→ What is required:
Using the material below, state how many of its lines contain the string "assessment", with no other words.

________

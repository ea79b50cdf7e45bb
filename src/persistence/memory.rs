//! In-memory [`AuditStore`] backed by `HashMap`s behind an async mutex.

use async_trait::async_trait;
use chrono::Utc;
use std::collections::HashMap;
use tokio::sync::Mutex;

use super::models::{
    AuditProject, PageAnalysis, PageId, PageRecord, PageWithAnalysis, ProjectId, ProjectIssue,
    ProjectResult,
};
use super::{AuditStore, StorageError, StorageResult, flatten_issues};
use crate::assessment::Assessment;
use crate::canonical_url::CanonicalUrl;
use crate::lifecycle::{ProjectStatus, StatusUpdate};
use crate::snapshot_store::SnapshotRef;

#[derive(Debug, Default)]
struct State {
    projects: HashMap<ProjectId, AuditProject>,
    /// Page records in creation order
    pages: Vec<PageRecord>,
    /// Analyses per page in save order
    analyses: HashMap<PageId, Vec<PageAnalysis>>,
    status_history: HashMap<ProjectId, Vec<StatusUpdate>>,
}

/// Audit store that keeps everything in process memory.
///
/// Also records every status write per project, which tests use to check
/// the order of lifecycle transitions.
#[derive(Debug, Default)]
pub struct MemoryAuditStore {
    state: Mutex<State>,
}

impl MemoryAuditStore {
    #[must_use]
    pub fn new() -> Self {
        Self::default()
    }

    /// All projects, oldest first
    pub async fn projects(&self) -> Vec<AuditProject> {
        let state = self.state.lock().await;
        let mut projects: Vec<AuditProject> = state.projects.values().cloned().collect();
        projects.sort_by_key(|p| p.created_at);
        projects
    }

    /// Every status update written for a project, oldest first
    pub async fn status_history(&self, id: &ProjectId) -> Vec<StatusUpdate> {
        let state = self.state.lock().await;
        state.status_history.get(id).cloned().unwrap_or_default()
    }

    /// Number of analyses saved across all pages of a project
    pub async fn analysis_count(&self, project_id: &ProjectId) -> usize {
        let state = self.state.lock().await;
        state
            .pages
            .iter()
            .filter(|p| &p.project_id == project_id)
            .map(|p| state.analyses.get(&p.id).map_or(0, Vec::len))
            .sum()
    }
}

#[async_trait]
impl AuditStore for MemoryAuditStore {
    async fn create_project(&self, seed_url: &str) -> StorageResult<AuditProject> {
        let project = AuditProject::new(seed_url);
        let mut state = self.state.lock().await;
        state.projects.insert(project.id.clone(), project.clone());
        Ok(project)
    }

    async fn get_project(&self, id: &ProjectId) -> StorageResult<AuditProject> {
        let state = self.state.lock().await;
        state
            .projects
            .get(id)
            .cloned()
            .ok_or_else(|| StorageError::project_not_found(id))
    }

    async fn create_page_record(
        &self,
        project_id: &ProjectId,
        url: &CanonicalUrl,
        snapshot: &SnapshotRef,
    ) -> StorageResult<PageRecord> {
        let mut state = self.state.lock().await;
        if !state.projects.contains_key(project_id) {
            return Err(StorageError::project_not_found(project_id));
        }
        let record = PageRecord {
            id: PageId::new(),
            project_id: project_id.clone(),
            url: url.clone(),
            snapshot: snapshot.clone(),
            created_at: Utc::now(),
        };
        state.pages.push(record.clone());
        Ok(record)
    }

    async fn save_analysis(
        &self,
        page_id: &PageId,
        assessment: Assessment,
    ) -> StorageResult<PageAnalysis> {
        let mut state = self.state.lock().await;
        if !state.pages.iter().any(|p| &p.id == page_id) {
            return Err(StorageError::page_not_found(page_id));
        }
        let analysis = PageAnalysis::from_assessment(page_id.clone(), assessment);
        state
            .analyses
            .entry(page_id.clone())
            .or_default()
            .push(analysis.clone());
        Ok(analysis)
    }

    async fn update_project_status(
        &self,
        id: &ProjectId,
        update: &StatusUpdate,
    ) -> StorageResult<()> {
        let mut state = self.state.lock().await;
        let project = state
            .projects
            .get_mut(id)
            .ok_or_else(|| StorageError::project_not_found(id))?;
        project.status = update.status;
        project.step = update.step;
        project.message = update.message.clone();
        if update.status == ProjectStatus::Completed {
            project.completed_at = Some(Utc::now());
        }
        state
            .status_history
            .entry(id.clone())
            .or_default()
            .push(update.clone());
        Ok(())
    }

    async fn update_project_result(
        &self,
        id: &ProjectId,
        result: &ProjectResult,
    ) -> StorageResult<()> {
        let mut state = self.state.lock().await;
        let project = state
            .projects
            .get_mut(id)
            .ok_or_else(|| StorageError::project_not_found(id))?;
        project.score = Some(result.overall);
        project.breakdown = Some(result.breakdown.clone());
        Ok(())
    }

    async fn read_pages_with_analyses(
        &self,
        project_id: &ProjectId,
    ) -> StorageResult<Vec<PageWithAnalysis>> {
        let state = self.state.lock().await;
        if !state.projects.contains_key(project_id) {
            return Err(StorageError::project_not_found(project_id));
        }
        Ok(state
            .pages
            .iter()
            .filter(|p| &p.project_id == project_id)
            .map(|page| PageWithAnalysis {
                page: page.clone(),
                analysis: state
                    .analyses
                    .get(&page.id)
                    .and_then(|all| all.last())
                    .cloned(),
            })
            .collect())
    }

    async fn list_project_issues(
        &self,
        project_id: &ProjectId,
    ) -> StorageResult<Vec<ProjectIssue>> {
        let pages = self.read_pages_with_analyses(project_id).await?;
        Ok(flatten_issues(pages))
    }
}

________

→ Exercise answer:
3